Traumatic brain injury (TBI) can result in significant disability, but outcome is variable. The impact of known predictors accounts for a limited proportion of the variance in outcomes. Apolipoprotein E (ApoE) genotype has been investigated as an additional source of variability in injury severity and outcome, with mixed findings reflecting variable methodology and generally limited sample sizes. This study aimed to examine whether possession of the ApoE epsilon 4 allele was associated with greater acute injury severity and poorer long-term outcome in patients referred for rehabilitation following TBI. ApoE genotype was determined for 648 patients with TBI, who were prospectively followed up a mean of 1.9 years post-injury.
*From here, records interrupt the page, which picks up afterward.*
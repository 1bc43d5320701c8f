//! Subcommands and their arguments.

use std::path::PathBuf;

use clap::{Args, Subcommand};
use loadcheck_core::{ENERGYPLUS_ENTRY_SYMBOL, ENERGYPLUS_LIBRARY_STEM, ProbeSelection};
use loadcheck_runtime::DEFAULT_CMAKE_PROGRAM;

/// Available commands.
#[derive(Subcommand)]
pub enum Commands {
    /// Build probe programs against an installation and run them under
    /// every deployment strategy that applies to this platform
    Run(RunArgs),

    /// List the known run configurations
    Configs,
}

/// Arguments of the `run` command.
#[derive(Args, Debug, Clone)]
pub struct RunArgs {
    /// Installation directory containing the shared library
    #[arg(env = "LOADCHECK_INSTALL_DIR")]
    pub install_dir: PathBuf,

    /// Run configuration the installation was packaged for (e.g. ubuntu2004, mac11, win64)
    #[arg(short = 'c', long = "run-config", env = "LOADCHECK_RUN_CONFIG")]
    pub run_config: String,

    /// Visual Studio major version (Windows configurations only, default 16)
    #[arg(long = "msvc-version", env = "LOADCHECK_MSVC_VERSION")]
    pub msvc_version: Option<String>,

    /// CMake program used to build the probes
    #[arg(long, env = "LOADCHECK_CMAKE", default_value = DEFAULT_CMAKE_PROGRAM)]
    pub cmake: PathBuf,

    /// Python interpreter for the script probe (defaults to python3, or python on Windows)
    #[arg(long, env = "LOADCHECK_PYTHON")]
    pub python: Option<PathBuf>,

    /// Directory prepended to PATH while building (defaults to /usr/local/bin on macOS)
    #[arg(long = "tool-path", env = "LOADCHECK_TOOL_PATH")]
    pub tool_path: Option<PathBuf>,

    /// Library name without platform prefix or extension
    #[arg(long, env = "LOADCHECK_LIBRARY", default_value = ENERGYPLUS_LIBRARY_STEM)]
    pub library: String,

    /// Symbol the probes resolve and call
    #[arg(long, env = "LOADCHECK_SYMBOL", default_value = ENERGYPLUS_ENTRY_SYMBOL)]
    pub symbol: String,

    /// File that must travel with the library when it is copied (repeatable)
    #[arg(long = "companion", env = "LOADCHECK_COMPANIONS", value_delimiter = ',')]
    pub companions: Option<Vec<String>>,

    /// Which probes to run: all, static, delayed or python
    #[arg(long, env = "LOADCHECK_PROBES", default_value = "all")]
    pub probes: ProbeSelection,

    /// Keep temporary probe projects for inspection
    #[arg(long = "keep-build-dirs")]
    pub keep_build_dirs: bool,

    /// Create temporary probe projects under this directory
    #[arg(long = "scratch-dir", env = "LOADCHECK_SCRATCH_DIR")]
    pub scratch_dir: Option<PathBuf>,

    /// Print the report as JSON
    #[arg(long)]
    pub json: bool,
}
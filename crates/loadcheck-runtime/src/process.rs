//! Runs built probes as child processes.

use std::process::{Command, Stdio};
use std::time::Instant;

use loadcheck_core::{ExecutionOutcome, Invocation, ProbeRunner};
use tracing::debug;

/// [`ProbeRunner`] that spawns the probe and waits for it to exit.
///
/// Working directory and environment overrides apply to the child only.
/// There is no timeout.
#[derive(Debug, Clone, Copy, Default)]
pub struct ProcessProbeRunner;

impl ProcessProbeRunner {
    pub const fn new() -> Self {
        Self
    }
}

impl ProbeRunner for ProcessProbeRunner {
    fn execute(&self, invocation: &Invocation) -> ExecutionOutcome {
        let mut cmd = Command::new(&invocation.program);
        cmd.args(&invocation.args)
            .stdin(Stdio::null())
            .stdout(Stdio::piped())
            .stderr(Stdio::piped())
            .envs(invocation.env.iter().map(|(k, v)| (k, v)));
        if let Some(dir) = &invocation.working_dir {
            cmd.current_dir(dir);
        }

        debug!(
            strategy = %invocation.strategy,
            program = %invocation.program.display(),
            "Launching probe"
        );
        let started = Instant::now();
        match cmd.output() {
            Ok(output) => ExecutionOutcome::completed(
                invocation.strategy,
                output.status.code(),
                String::from_utf8_lossy(&output.stdout),
                String::from_utf8_lossy(&output.stderr),
                started.elapsed(),
            ),
            Err(e) => ExecutionOutcome::launch_failed(invocation.strategy, e.to_string()),
        }
    }
}

#[cfg(test)]
mod tests {
    use super::*;
    use loadcheck_core::DeploymentStrategy;

    #[test]
    fn test_missing_program_is_launch_failure() {
        let dir = tempfile::tempdir().unwrap();
        let invocation =
            Invocation::new(DeploymentStrategy::RunInPlace, dir.path().join("missing-probe"));
        let outcome = ProcessProbeRunner::new().execute(&invocation);
        assert!(!outcome.success);
        assert!(outcome.launch_error.is_some());
        assert_eq!(outcome.exit_code, None);
    }

    #[cfg(unix)]
    mod unix {
        use super::*;
        use std::fs;
        use std::os::unix::fs::PermissionsExt;
        use std::path::{Path, PathBuf};

        fn probe(dir: &Path, body: &str) -> PathBuf {
            let path = dir.join("probe.sh");
            fs::write(&path, format!("#!/bin/sh\n{body}\n")).unwrap();
            fs::set_permissions(&path, fs::Permissions::from_mode(0o755)).unwrap();
            path
        }

        #[test]
        fn test_captures_exit_code_and_streams() {
            let dir = tempfile::tempdir().unwrap();
            let program = probe(
                dir.path(),
                "echo 'Opening shared library...'\necho 'Cannot load symbol initExample' >&2\nexit 1",
            );
            let outcome = ProcessProbeRunner::new()
                .execute(&Invocation::new(DeploymentStrategy::RunInPlace, program));
            assert!(!outcome.success);
            assert_eq!(outcome.exit_code, Some(1));
            assert_eq!(outcome.stdout, "Opening shared library...\n");
            assert!(outcome.output_contains("Cannot load symbol"));
        }

        #[test]
        fn test_passes_arguments() {
            let dir = tempfile::tempdir().unwrap();
            let program = probe(dir.path(), "echo \"script=$1\"");
            let invocation = Invocation::new(DeploymentStrategy::RunWithInterpreter, program)
                .with_arg(dir.path().join("func.py"));

            let outcome = ProcessProbeRunner::new().execute(&invocation);
            assert!(outcome.success);
            assert_eq!(
                outcome.stdout.trim_end(),
                format!("script={}", dir.path().join("func.py").display())
            );
        }

        #[test]
        fn test_applies_working_dir_and_env_to_child() {
            let dir = tempfile::tempdir().unwrap();
            let cwd = tempfile::tempdir().unwrap();
            let program = probe(dir.path(), "pwd\necho \"$LOADCHECK_PROBE_MARK\"");
            let invocation = Invocation::new(DeploymentStrategy::RunFromInstallDirectory, program)
                .with_working_dir(cwd.path())
                .with_env("LOADCHECK_PROBE_MARK", "child-only");

            let outcome = ProcessProbeRunner::new().execute(&invocation);
            assert!(outcome.success);
            let canonical = fs::canonicalize(cwd.path()).unwrap();
            let mut lines = outcome.stdout.lines();
            assert_eq!(
                fs::canonicalize(lines.next().unwrap()).unwrap(),
                canonical
            );
            assert_eq!(lines.next(), Some("child-only"));
            assert!(std::env::var_os("LOADCHECK_PROBE_MARK").is_none());
        }
    }
}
Hypotheses that epsilon 4 carriers would have lower Glasgow Coma Scale (GCS) scores and longer post-traumatic amnesia (PTA) duration were not supported. Prediction of worse Glasgow Outcome Scale-Extended (GOSE) scores for epsilon 4 carriers was supported with greater susceptibility seen in females. These results indicate the ApoE epsilon 4 allele may be associated with poorer long-term outcome, but not acute injury severity. Possible mechanisms include differential effects of the epsilon 4 allele on inflammatory and cellular repair processes, and/or amyloid deposition.